I could not agree more with the hon. Gentleman. I will address that point.
There are three separate groups that each present different and particular problems. The scandal to which the hon. Gentleman alludes, which was uncovered recently by an excellent piece of journalism in The Daily Telegraph, shows how the NHS, customers and taxpayers have been ripped off by the drug companies that are coming in and double invoicing—they are issuing credit notes to pharmacists but invoicing full amounts to the NHS. That situation is outrageous, but it is inevitable when the market is so complicated and lacking in transparency. That is the first of several problems with special drugs.
Category M drugs are incredibly complicated. In the parallel trading of pharmaceuticals across the European Union—just to take one issue—it was often beneficial to import drugs from Greece or southern Europe to the UK because of the price differences between the pound and the euro. The reverse is now true, which means that there is sometimes a shortage of supply in the United Kingdom.
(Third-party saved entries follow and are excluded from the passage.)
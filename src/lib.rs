// src/lib.rs

pub mod cli;
pub mod config;
pub mod dag;
pub mod engine;
pub mod errors;
pub mod exec;
pub mod logging;
pub mod types;

use anyhow::{Result, bail};
use tracing::{info, warn};

use crate::cli::CliArgs;
use crate::config::loader::load_and_validate;
use crate::config::model::ConfigFile;
use crate::dag::{RunReport, TaskGraph};
use crate::engine::{run_tasks, validate_graph};

pub use crate::dag::{ConcurrentScheduler, TaskDescriptor};
pub use crate::errors::TaskdagError;
pub use crate::types::{END_TASK, START_TASK, TaskName, TaskOutcome};

/// High-level entry point used by `main.rs`.
///
/// This wires together:
/// - task file loading
/// - graph construction + cycle check
/// - the concurrent scheduler
pub async fn run(args: CliArgs) -> Result<()> {
    let cfg = load_and_validate(&args.config)?;
    let max_concurrency = args.max_concurrency.unwrap_or(cfg.config.max_concurrency);

    if args.dry_run {
        let scheduler = ConcurrentScheduler::new(max_concurrency)?;
        return print_dry_run(&cfg, &scheduler);
    }

    let report = run_tasks(cfg.to_descriptors(), max_concurrency).await?;
    log_summary(&report);

    if args.strict && !report.is_clean() {
        bail!(
            "{} task(s) failed: {}",
            report.failures.len(),
            report.failed_tasks().join(", ")
        );
    }

    Ok(())
}

fn log_summary(report: &RunReport) {
    if report.is_clean() {
        info!(completed = report.completed.len(), "all tasks succeeded");
        return;
    }

    for failure in report.failures.iter() {
        warn!(task = %failure.task, outcome = %failure.outcome, "task failed");
    }
    if !report.unfinished.is_empty() {
        warn!(unfinished = ?report.unfinished, "some tasks never ran");
    }
}

/// Simple dry-run output: print tasks, edges and one valid execution order.
fn print_dry_run(cfg: &ConfigFile, scheduler: &ConcurrentScheduler) -> Result<()> {
    let graph = TaskGraph::from_descriptors(cfg.to_descriptors())?;
    validate_graph(&graph)?;

    println!("taskdag dry-run");
    println!("  max_concurrency = {}", scheduler.max_concurrency());
    println!();

    println!("tasks ({}):", graph.node_count());
    for name in graph.task_names() {
        println!("  - {name}");
        if let Some(cmd) = cfg.task.get(name).and_then(|t| t.cmd.as_deref()) {
            println!("      cmd: {cmd}");
        }
        let successors = graph.successors_of(name);
        if !successors.is_empty() {
            println!("      before: {successors:?}");
        }
    }

    if !graph.dangling_references().is_empty() {
        println!();
        println!("ignored references:");
        for dangling in graph.dangling_references() {
            println!("  - {} -> {} ({:?})", dangling.task, dangling.missing, dangling.relation);
        }
    }

    if let Some(order) = graph.topological_order() {
        println!();
        println!("order: {}", order.join(" -> "));
    }

    Ok(())
}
The situation is addressed by a quota system imposed by the pharmaceutical companies, which inevitably causes difficulties for pharmacists because sometimes five people, rather than three, want a particular drug one week. At that point, the pharmacist rings up the wholesaler and says, “I need two more prescriptions.” The wholesaler will then say, “Actually, I don’t have them.” The pharmacist will then have to phone the supplier to ask for two prescriptions, and if the pharmacist cannot get the prescriptions from the supplier, they have to go into the secondary market to buy from another pharmacist who is keeping the prescriptions in stock. The other pharmacist, completely understandably, takes a margin on selling the drug to the pharmacist who requires the prescription.